## What you will do
Your answer should show every line of the material below that includes "checker".

## Data excerpts

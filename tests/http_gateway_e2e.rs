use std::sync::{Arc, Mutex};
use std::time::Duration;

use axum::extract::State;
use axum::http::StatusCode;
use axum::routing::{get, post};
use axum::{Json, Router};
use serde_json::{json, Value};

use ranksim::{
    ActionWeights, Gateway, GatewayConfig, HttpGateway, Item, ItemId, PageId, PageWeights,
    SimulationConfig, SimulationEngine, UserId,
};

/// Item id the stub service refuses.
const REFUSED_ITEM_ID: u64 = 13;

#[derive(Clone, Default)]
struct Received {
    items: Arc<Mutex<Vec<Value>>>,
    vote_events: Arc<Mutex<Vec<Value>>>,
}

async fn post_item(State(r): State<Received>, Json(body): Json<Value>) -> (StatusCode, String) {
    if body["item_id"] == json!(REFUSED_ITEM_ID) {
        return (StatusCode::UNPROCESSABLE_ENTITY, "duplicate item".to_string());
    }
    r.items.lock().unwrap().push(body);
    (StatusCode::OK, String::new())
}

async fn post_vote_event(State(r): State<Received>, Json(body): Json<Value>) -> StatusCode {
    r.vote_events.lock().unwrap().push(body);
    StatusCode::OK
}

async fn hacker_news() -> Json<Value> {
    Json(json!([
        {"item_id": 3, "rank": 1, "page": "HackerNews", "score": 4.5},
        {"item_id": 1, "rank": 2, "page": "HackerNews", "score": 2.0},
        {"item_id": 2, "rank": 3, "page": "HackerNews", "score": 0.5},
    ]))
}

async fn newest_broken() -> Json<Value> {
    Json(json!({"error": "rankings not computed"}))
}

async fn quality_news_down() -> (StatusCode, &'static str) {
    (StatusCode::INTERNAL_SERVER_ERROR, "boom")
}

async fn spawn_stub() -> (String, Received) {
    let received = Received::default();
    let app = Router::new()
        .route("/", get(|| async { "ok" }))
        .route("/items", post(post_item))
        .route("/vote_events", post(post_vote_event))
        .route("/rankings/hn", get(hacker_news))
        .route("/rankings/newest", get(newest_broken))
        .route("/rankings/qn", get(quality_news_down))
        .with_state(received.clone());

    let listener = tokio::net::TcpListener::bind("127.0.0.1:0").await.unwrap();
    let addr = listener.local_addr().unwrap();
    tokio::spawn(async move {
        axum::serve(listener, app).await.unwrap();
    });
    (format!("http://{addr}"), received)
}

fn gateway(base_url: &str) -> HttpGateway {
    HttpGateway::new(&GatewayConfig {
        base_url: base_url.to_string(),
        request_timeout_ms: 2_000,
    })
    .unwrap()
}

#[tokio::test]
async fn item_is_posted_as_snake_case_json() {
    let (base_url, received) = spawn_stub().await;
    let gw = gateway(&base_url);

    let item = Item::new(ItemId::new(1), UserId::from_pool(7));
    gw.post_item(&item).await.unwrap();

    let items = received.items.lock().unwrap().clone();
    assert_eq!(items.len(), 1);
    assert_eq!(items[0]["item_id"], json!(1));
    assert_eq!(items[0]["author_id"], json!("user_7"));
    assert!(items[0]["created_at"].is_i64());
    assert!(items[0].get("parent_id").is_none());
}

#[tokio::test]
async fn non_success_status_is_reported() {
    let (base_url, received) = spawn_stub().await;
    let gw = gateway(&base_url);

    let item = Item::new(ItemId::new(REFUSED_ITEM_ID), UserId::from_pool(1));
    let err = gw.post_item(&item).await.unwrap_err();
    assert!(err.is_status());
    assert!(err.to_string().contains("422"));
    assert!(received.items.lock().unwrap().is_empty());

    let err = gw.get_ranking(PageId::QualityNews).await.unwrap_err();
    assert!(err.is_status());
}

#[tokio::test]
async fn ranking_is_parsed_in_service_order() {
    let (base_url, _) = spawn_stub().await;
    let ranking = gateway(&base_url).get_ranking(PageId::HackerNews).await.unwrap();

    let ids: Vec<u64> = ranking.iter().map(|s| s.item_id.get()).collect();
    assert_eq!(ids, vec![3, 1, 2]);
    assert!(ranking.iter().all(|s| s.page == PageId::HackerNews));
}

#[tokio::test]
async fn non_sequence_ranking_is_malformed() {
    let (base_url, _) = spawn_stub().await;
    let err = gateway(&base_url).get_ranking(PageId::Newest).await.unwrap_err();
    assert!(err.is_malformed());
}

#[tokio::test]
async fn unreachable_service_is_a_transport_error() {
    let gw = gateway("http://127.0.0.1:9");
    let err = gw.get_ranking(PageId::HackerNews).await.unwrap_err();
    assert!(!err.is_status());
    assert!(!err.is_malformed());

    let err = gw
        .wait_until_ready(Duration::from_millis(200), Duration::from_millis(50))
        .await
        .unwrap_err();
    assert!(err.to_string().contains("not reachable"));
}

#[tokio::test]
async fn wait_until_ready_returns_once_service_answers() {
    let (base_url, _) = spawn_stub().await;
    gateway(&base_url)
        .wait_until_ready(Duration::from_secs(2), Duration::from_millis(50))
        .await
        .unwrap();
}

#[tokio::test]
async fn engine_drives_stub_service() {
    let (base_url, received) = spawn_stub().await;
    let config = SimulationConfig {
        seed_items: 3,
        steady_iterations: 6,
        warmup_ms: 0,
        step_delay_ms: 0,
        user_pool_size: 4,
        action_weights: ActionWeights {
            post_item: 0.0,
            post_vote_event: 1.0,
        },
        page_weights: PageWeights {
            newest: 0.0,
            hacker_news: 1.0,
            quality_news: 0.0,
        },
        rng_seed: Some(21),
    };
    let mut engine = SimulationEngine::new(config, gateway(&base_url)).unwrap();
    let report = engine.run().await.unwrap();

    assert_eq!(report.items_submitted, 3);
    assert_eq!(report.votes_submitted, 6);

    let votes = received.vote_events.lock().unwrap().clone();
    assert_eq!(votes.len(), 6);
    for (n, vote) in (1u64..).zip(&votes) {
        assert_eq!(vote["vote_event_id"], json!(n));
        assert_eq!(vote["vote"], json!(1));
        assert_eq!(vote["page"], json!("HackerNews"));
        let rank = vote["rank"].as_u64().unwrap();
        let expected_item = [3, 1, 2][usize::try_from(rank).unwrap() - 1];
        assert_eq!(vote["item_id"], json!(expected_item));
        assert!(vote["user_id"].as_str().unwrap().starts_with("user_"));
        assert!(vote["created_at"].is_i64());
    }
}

==

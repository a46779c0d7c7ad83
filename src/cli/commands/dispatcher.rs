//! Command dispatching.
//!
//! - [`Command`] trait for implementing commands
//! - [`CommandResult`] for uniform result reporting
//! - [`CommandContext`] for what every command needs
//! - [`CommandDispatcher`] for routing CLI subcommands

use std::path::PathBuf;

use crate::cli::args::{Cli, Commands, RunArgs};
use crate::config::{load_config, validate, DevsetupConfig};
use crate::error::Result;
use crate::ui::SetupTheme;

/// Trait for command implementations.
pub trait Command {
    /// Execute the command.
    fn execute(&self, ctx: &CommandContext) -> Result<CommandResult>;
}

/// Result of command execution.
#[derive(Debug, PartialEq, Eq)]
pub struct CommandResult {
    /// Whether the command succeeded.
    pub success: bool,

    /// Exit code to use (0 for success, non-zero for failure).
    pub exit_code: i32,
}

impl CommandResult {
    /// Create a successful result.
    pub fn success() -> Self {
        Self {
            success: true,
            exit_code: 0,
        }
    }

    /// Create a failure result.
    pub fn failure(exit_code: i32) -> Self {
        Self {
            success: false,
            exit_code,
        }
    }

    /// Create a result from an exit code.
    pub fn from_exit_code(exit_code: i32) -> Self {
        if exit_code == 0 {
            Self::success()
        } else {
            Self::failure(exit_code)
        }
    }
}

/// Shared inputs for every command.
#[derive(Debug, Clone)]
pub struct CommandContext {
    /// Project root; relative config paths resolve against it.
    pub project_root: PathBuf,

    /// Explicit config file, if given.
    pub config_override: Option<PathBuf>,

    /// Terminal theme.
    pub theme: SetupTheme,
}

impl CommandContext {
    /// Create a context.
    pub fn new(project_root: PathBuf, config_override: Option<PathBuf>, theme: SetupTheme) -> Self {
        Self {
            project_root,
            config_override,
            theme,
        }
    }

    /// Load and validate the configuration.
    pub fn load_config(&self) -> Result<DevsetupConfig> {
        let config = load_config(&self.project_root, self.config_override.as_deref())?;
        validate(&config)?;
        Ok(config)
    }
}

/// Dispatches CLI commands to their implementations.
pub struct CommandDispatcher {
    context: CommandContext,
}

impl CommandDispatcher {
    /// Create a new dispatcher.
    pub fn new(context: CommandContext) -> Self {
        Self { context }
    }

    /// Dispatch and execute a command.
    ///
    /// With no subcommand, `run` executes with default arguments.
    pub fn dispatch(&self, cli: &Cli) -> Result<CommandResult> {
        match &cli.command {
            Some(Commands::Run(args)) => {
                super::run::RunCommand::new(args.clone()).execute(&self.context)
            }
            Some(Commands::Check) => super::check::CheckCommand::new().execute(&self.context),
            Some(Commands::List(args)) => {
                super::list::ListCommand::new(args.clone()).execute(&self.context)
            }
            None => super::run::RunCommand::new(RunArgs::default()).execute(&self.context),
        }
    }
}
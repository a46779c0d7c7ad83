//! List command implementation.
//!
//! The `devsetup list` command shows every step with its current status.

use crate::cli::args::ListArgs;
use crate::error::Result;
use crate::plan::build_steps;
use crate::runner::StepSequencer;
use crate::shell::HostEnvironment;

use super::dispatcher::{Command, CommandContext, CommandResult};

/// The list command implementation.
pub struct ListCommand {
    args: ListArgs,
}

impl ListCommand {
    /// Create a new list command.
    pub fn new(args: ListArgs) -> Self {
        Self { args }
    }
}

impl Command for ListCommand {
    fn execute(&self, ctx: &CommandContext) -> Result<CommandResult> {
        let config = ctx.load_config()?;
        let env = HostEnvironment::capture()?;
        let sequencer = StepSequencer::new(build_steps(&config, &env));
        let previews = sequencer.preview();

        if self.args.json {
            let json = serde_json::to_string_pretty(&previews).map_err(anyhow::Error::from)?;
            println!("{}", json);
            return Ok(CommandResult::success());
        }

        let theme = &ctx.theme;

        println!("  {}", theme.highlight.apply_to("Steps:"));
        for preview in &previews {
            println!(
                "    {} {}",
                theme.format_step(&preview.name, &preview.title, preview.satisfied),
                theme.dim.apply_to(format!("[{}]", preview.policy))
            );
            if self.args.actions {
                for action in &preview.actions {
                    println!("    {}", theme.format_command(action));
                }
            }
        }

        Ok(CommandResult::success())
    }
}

...

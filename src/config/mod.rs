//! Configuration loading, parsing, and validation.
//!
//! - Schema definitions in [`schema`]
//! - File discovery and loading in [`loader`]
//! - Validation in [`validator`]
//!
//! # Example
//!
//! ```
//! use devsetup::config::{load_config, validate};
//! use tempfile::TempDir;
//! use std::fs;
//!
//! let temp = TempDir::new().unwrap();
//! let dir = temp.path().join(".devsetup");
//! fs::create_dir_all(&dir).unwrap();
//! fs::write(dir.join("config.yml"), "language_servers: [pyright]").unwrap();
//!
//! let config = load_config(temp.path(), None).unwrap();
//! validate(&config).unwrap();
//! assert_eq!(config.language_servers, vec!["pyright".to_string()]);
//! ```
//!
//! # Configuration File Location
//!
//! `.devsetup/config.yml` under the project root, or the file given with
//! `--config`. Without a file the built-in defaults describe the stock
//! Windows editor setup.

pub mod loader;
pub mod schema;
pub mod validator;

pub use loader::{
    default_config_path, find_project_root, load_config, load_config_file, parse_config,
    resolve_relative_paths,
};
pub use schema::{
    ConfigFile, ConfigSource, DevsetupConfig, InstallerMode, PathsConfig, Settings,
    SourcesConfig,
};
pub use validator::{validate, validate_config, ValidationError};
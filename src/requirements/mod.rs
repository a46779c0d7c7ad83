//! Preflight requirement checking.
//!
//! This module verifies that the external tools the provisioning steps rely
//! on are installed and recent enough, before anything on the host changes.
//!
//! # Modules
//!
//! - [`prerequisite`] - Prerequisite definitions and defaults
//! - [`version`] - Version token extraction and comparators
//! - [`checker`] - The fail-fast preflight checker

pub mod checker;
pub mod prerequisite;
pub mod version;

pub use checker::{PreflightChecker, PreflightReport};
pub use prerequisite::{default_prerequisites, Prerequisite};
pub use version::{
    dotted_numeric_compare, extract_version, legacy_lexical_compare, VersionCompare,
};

## Result below
//! - [`checker`] - The fail-fast preflight checker
pub mod checker;
pub use checker::{PreflightChecker, PreflightReport};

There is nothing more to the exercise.